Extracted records
- Opening Delimiter -
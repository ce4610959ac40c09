//! Viewer state and course catalog types
//!
//! Everything the page tracks between events lives here: the episode
//! cursor, per-episode progress flags, chapter collapse flags, and the
//! sidebar's open/width/drag state. All of it is ephemeral - a reload
//! starts over from whatever the pre-rendered document carries.

use super::layout::{self, SidebarDrag};

/// How an episode's main-panel content is sourced
#[derive(Debug, Clone, Copy, PartialEq, Eq)]
pub enum ContentKind {
    /// Embedded player iframe (`data-content-src`)
    Video,
    /// Inline template HTML copied into the panel (`data-content-id`)
    Text,
    /// Unrecognized `data-content-type`; renders an empty panel
    Other,
}

impl ContentKind {
    /// Parse a `data-content-type` attribute value
    pub fn parse(raw: &str) -> Self {
        match raw {
            "video" => Self::Video,
            "text" => Self::Text,
            _ => Self::Other,
        }
    }
}

/// One sidebar entry, read off a `.episode` node at startup
#[derive(Debug, Clone)]
pub struct Episode {
    /// Title from the entry's `<h3>`, empty when the node has none
    pub title: String,
    pub kind: ContentKind,
    /// Embed URL for video episodes (`data-content-src`)
    pub content_src: Option<String>,
    /// Id of the inline template for text episodes (`data-content-id`)
    pub content_id: Option<String>,
    /// Id of the notes template shown under a video (`data-notes-id`)
    pub notes_id: Option<String>,
    /// Blurb shown under the video title (`data-description`)
    pub description: String,
    /// Target for the download button (`data-resource-url`)
    pub resource_url: Option<String>,
    /// Mirrors the node's `completed` class
    pub completed: bool,
    /// Mirrors the node's `bookmarked` class
    pub bookmarked: bool,
}

impl Episode {
    /// Video episode with no extras; handy for tests and the native run
    pub fn video(title: &str, content_src: &str) -> Self {
        Self {
            title: title.to_string(),
            kind: ContentKind::Video,
            content_src: Some(content_src.to_string()),
            content_id: None,
            notes_id: None,
            description: String::new(),
            resource_url: None,
            completed: false,
            bookmarked: false,
        }
    }

    /// Text episode backed by an inline template
    pub fn text(title: &str, content_id: &str) -> Self {
        Self {
            title: title.to_string(),
            kind: ContentKind::Text,
            content_src: None,
            content_id: Some(content_id.to_string()),
            notes_id: None,
            description: String::new(),
            resource_url: None,
            completed: false,
            bookmarked: false,
        }
    }
}

/// One collapsible sidebar section, read off a `.chapter` node at startup
#[derive(Debug, Clone)]
pub struct Chapter {
    /// Header text, kept for logging
    pub title: String,
    /// Mirrors the node's `open` class
    pub open: bool,
}

/// Sidebar open/width/drag state
#[derive(Debug, Clone, Default)]
pub struct SidebarState {
    /// Mirrors the sidebar's `open` class
    pub open: bool,
    /// Inline width override from drag-resizing; `None` defers to the
    /// stylesheet
    pub width: Option<i32>,
    /// Active drag, armed on resizer mousedown and cleared on mouseup
    pub drag: Option<SidebarDrag>,
}

/// Complete viewer state
#[derive(Debug, Clone)]
pub struct ViewerState {
    pub chapters: Vec<Chapter>,
    pub episodes: Vec<Episode>,
    /// Cursor into `episodes`; meaningful only while episodes exist
    pub current: usize,
    /// Last observed viewport width (CSS px)
    pub viewport_width: i32,
    pub sidebar: SidebarState,
}

impl ViewerState {
    /// Build the state for a freshly loaded page. The sidebar starts open
    /// or closed according to the viewport, like every later resize.
    pub fn new(chapters: Vec<Chapter>, episodes: Vec<Episode>, viewport_width: i32) -> Self {
        let mut state = Self {
            chapters,
            episodes,
            current: 0,
            viewport_width,
            sidebar: SidebarState::default(),
        };
        state.apply_viewport(viewport_width);
        state
    }

    pub fn is_empty(&self) -> bool {
        self.episodes.is_empty()
    }

    /// Episode under the cursor
    pub fn current_episode(&self) -> Option<&Episode> {
        self.episodes.get(self.current)
    }

    /// Move the cursor. Returns `false` when `index` is out of range.
    /// Re-selecting the current episode is allowed and reloads the panel.
    pub fn select(&mut self, index: usize) -> bool {
        if index >= self.episodes.len() {
            return false;
        }
        self.current = index;
        true
    }

    /// Cursor sits on the first episode (the Previous button disables)
    pub fn at_first(&self) -> bool {
        self.current == 0
    }

    /// Cursor sits on the last episode (the Next button disables)
    pub fn at_last(&self) -> bool {
        self.episodes.is_empty() || self.current == self.episodes.len() - 1
    }

    /// Step the cursor back; returns whether it moved
    pub fn prev(&mut self) -> bool {
        if self.current > 0 {
            self.current -= 1;
            true
        } else {
            false
        }
    }

    /// Step the cursor forward; returns whether it moved
    pub fn next(&mut self) -> bool {
        if self.at_last() {
            false
        } else {
            self.current += 1;
            true
        }
    }

    /// Flip the current episode's completion flag
    pub fn toggle_completed(&mut self) {
        if let Some(episode) = self.episodes.get_mut(self.current) {
            episode.completed = !episode.completed;
        }
    }

    /// Flip the current episode's bookmark flag
    pub fn toggle_bookmarked(&mut self) {
        self.toggle_bookmark_at(self.current);
    }

    /// Flip any episode's bookmark flag (sidebar icon clicks land here)
    pub fn toggle_bookmark_at(&mut self, index: usize) {
        if let Some(episode) = self.episodes.get_mut(index) {
            episode.bookmarked = !episode.bookmarked;
        }
    }

    /// Flip a chapter's collapse flag
    pub fn toggle_chapter(&mut self, index: usize) {
        if let Some(chapter) = self.chapters.get_mut(index) {
            chapter.open = !chapter.open;
        }
    }

    pub fn is_mobile(&self) -> bool {
        layout::is_mobile(self.viewport_width)
    }

    pub fn resizer_enabled(&self) -> bool {
        layout::resizer_enabled(self.viewport_width)
    }

    /// Record a new viewport width and re-derive the responsive defaults:
    /// the sidebar is forced closed on mobile and open on desktop, and the
    /// drag width override is dropped once the resizer is disabled. An
    /// armed drag survives; its movement is just ignored until mouseup.
    pub fn apply_viewport(&mut self, width: i32) {
        self.viewport_width = width;
        self.sidebar.open = !self.is_mobile();
        if !self.resizer_enabled() {
            self.sidebar.width = None;
        }
    }

    /// Hamburger button
    pub fn open_sidebar(&mut self) {
        self.sidebar.open = true;
    }

    /// Close button
    pub fn close_sidebar(&mut self) {
        self.sidebar.open = false;
    }

    /// After choosing an episode the sidebar gets out of the way on mobile
    pub fn close_sidebar_if_mobile(&mut self) {
        if self.is_mobile() {
            self.sidebar.open = false;
        }
    }

    /// Arm a drag from the resizer handle. `start_width` is the sidebar's
    /// rendered width at mousedown. Returns `false` (and arms nothing)
    /// while the resizer is disabled.
    pub fn begin_resize(&mut self, start_x: i32, start_width: i32) -> bool {
        if !self.resizer_enabled() {
            return false;
        }
        self.sidebar.drag = Some(SidebarDrag {
            start_x,
            start_width,
        });
        true
    }

    /// Apply a mousemove at pointer position `x`. Returns the new clamped
    /// width when a drag is armed and the resizer still enabled; `None`
    /// otherwise.
    pub fn resize_to(&mut self, x: i32) -> Option<i32> {
        if !self.resizer_enabled() {
            return None;
        }
        let drag = self.sidebar.drag?;
        let width = drag.width_at(x);
        self.sidebar.width = Some(width);
        Some(width)
    }

    /// Disarm the drag on mouseup. Returns whether one was active, so the
    /// caller knows to restore the document cursor.
    pub fn end_resize(&mut self) -> bool {
        self.sidebar.drag.take().is_some()
    }

    pub fn resizing(&self) -> bool {
        self.sidebar.drag.is_some()
    }
}

#[cfg(test)]
mod tests {
    use super::*;

    fn three_episodes() -> ViewerState {
        ViewerState::new(
            vec![Chapter {
                title: "Basics".to_string(),
                open: true,
            }],
            vec![
                Episode::video("Intro", "https://player.example/embed/1"),
                Episode::text("Reading", "reading-content"),
                Episode::video("Outro", "https://player.example/embed/2"),
            ],
            1280,
        )
    }

    #[test]
    fn test_cursor_stays_in_bounds() {
        let mut state = three_episodes();
        assert!(state.at_first());
        assert!(!state.prev());
        assert_eq!(state.current, 0);

        assert!(state.next());
        assert!(state.next());
        assert!(state.at_last());
        assert!(!state.next());
        assert_eq!(state.current, 2);

        assert!(state.prev());
        assert_eq!(state.current, 1);
        assert!(!state.at_first());
        assert!(!state.at_last());
    }

    #[test]
    fn test_select_rejects_out_of_range() {
        let mut state = three_episodes();
        assert!(!state.select(3));
        assert_eq!(state.current, 0);

        assert!(state.select(2));
        assert_eq!(state.current, 2);

        // Re-selecting the current episode succeeds (panel reload)
        assert!(state.select(2));
    }

    #[test]
    fn test_empty_catalog_is_inert() {
        let mut state = ViewerState::new(Vec::new(), Vec::new(), 1280);
        assert!(state.is_empty());
        assert!(state.current_episode().is_none());
        assert!(state.at_first());
        assert!(state.at_last());
        assert!(!state.next());
        assert!(!state.prev());
        assert!(!state.select(0));
        // Flag toggles must not panic with nothing under the cursor
        state.toggle_completed();
        state.toggle_bookmarked();
    }

    #[test]
    fn test_completion_and_bookmark_toggles() {
        let mut state = three_episodes();
        state.toggle_completed();
        assert!(state.current_episode().is_some_and(|ep| ep.completed));
        state.toggle_completed();
        assert!(state.current_episode().is_some_and(|ep| !ep.completed));

        state.toggle_bookmarked();
        assert!(state.current_episode().is_some_and(|ep| ep.bookmarked));

        // Bookmarking another entry leaves the current one alone
        state.toggle_bookmark_at(2);
        assert!(state.episodes[2].bookmarked);
        assert!(state.episodes[0].bookmarked);
        assert!(!state.episodes[1].bookmarked);
    }

    #[test]
    fn test_chapter_toggle() {
        let mut state = three_episodes();
        assert!(state.chapters[0].open);
        state.toggle_chapter(0);
        assert!(!state.chapters[0].open);
        state.toggle_chapter(0);
        assert!(state.chapters[0].open);
        // Out-of-range chapter index is ignored
        state.toggle_chapter(5);
    }

    #[test]
    fn test_viewport_drives_sidebar_default() {
        let mut state = three_episodes();
        assert!(state.sidebar.open, "desktop starts with the sidebar open");

        state.apply_viewport(480);
        assert!(!state.sidebar.open, "mobile starts with the sidebar closed");
        assert!(state.is_mobile());
        assert!(!state.resizer_enabled());

        state.apply_viewport(1024);
        assert!(state.sidebar.open);
    }

    #[test]
    fn test_mobile_start_is_closed() {
        let state = ViewerState::new(Vec::new(), vec![Episode::text("A", "a")], 375);
        assert!(!state.sidebar.open);
    }

    #[test]
    fn test_hamburger_open_survives_until_next_resize() {
        let mut state = three_episodes();
        state.apply_viewport(480);
        state.open_sidebar();
        assert!(state.sidebar.open);

        // Any resize re-derives the default and closes it again
        state.apply_viewport(481);
        assert!(!state.sidebar.open);
    }

    #[test]
    fn test_close_sidebar_only_on_mobile_after_selection() {
        let mut state = three_episodes();
        state.select(1);
        state.close_sidebar_if_mobile();
        assert!(state.sidebar.open, "desktop keeps the sidebar open");

        state.apply_viewport(480);
        state.open_sidebar();
        state.select(2);
        state.close_sidebar_if_mobile();
        assert!(!state.sidebar.open);
    }

    #[test]
    fn test_resize_drag_flow() {
        let mut state = three_episodes();
        assert!(state.begin_resize(400, 300));
        assert!(state.resizing());

        assert_eq!(state.resize_to(500), Some(400));
        assert_eq!(state.sidebar.width, Some(400));
        assert_eq!(state.resize_to(-1000), Some(180));

        assert!(state.end_resize());
        assert!(!state.resizing());
        assert!(!state.end_resize(), "second mouseup is a no-op");
        // The dragged width sticks after the drag ends
        assert_eq!(state.sidebar.width, Some(180));
    }

    #[test]
    fn test_drag_ignored_on_mobile() {
        let mut state = three_episodes();
        state.apply_viewport(500);
        assert!(!state.begin_resize(400, 300));
        assert_eq!(state.resize_to(500), None);
        assert!(!state.end_resize());
    }

    #[test]
    fn test_armed_drag_survives_shrinking_viewport() {
        let mut state = three_episodes();
        assert!(state.begin_resize(400, 300));
        assert_eq!(state.resize_to(450), Some(350));

        // Window shrinks below the breakpoint mid-drag: movement is
        // ignored and the override dropped, but mouseup still disarms
        state.apply_viewport(500);
        assert_eq!(state.sidebar.width, None);
        assert_eq!(state.resize_to(460), None);
        assert!(state.end_resize());
    }

    #[test]
    fn test_width_override_kept_across_desktop_resizes() {
        let mut state = three_episodes();
        state.begin_resize(400, 300);
        state.resize_to(500);
        state.end_resize();

        state.apply_viewport(1400);
        assert_eq!(state.sidebar.width, Some(400));

        state.apply_viewport(700);
        assert_eq!(state.sidebar.width, None);
    }

    #[test]
    fn test_content_kind_parse() {
        assert_eq!(ContentKind::parse("video"), ContentKind::Video);
        assert_eq!(ContentKind::parse("text"), ContentKind::Text);
        assert_eq!(ContentKind::parse("quiz"), ContentKind::Other);
        assert_eq!(ContentKind::parse(""), ContentKind::Other);
    }
}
- Closing Delimiter -
■ **About this exercise**
Only lines holding the string "impl" are wanted; gather each one from the entries above.

■ **Written response**
impl ContentKind {
impl Episode {
impl ViewerState {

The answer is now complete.